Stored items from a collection
= = =
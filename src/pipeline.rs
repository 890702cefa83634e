//! The default task catalogue.
//!
//! | task              | after             | action                                  |
//! |-------------------|-------------------|-----------------------------------------|
//! | `clean:css`       |                   | remove staged (dist: public) styles     |
//! | `css`             | `clean:css`       | compile the stylesheet                  |
//! | `clean:js`        |                   | remove staged (dist: public) scripts    |
//! | `js`              | `clean:js`        | bundle the scripts                      |
//! | `clean:modernizr` |                   | remove the staged detection script      |
//! | `modernizr`       | `clean:modernizr` | build the detection script              |
//! | `clean:img`       |                   | remove staged (dist: public) images     |
//! | `img`             | `clean:img`       | copy images                             |
//! | `clean:rev`       |                   | delete the manifest                     |
//! | `rev`             | `clean:rev`       | publish to the public directory         |
//! | `htaccess`        |                   | copy the access file (dist only)        |
//! | `clean:build`     |                   | remove staging (dist: public) entirely  |
//! | `build`           | `clean:build`     | `[htaccess, js, css, img]`, `modernizr`, `rev` |
//!
//! Development cleans leave the public directory alone: `rev` syncs it by
//! content, so an unchanged rebuild copies nothing.

use camino::{Utf8Path, Utf8PathBuf};

use crate::core::Environment;
use crate::engine::{Outcome, Step, Task, TaskGraph, TaskResult};
use crate::error::GraphError;
use crate::loader::{access, features, images, scripts, styles};
use crate::{io, revision};

/// Directory holding the first component of an output path, e.g. `styles`
/// for `styles/main.css`. A bare file name stands for itself.
fn family(output: &Utf8Path) -> Utf8PathBuf {
    output
        .components()
        .next()
        .map(|c| Utf8PathBuf::from(c.as_str()))
        .unwrap_or_default()
}

fn clean_family(env: &Environment, output: &Utf8Path) -> TaskResult {
    let family = family(output);
    io::remove(env.staging().join(&family))?;
    if env.is_dist() {
        io::remove(env.assets().join(&family))?;
    }
    Ok(Outcome::Done)
}

/// Scripts share their directory with the detection script, which has its
/// own clean step and is left in place.
fn clean_scripts(env: &Environment) -> TaskResult {
    let config = &env.config;
    let keep = &config.features.output;
    let family = family(&config.scripts.output);

    let staging = env.staging();
    for rel in io::files(staging.join(&family))? {
        let rel = family.join(rel);
        if &rel != keep {
            io::remove(staging.join(&rel))?;
        }
    }

    if env.is_dist() {
        io::remove(env.assets().join(&family))?;
    }
    Ok(Outcome::Done)
}

fn clean_features(env: &Environment) -> TaskResult {
    io::remove(env.staging().join(&env.config.features.output))?;
    Ok(Outcome::Done)
}

fn clean_manifest(env: &Environment) -> TaskResult {
    io::remove(env.config.resolve(&env.config.paths.manifest))?;
    Ok(Outcome::Done)
}

fn clean_build(env: &Environment) -> TaskResult {
    io::remove(env.staging())?;
    if env.is_dist() {
        io::remove(env.assets())?;
    }
    Ok(Outcome::Done)
}

/// Every task of the theme pipeline.
pub fn tasks() -> Vec<Task> {
    vec![
        Task::new("clean:css").run(|env| clean_family(env, &env.config.styles.output)),
        Task::new("css").after(["clean:css"]).run(styles::build),
        Task::new("clean:js").run(clean_scripts),
        Task::new("js").after(["clean:js"]).run(scripts::build),
        Task::new("clean:modernizr").run(clean_features),
        Task::new("modernizr").after(["clean:modernizr"]).run(features::build),
        Task::new("clean:img").run(|env| clean_family(env, &env.config.images.output)),
        Task::new("img").after(["clean:img"]).run(images::build),
        Task::new("clean:rev").run(clean_manifest),
        Task::new("rev").after(["clean:rev"]).run(revision::build),
        Task::new("htaccess").run(access::build),
        Task::new("clean:build").run(clean_build),
        Task::new("build").after(["clean:build"]).sequence([
            Step::group(["htaccess", "js", "css", "img"]),
            Step::from("modernizr"),
            Step::from("rev"),
        ]),
    ]
}

/// The validated default graph.
pub fn pipeline() -> Result<TaskGraph, GraphError> {
    TaskGraph::new(tasks())
}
= = =
Directions for this task.
Using the data above, restate word for word the lines from its opening line through the line that contains "(dist: public) styles", and no more.

Reply.
filename src/pipeline.rs
repository 890702cefa83634e
//! The default task catalogue.
//!
//! | task              | after             | action                                  |
//! |-------------------|-------------------|-----------------------------------------|
//! | `clean:css`       |                   | remove staged (dist: public) styles     |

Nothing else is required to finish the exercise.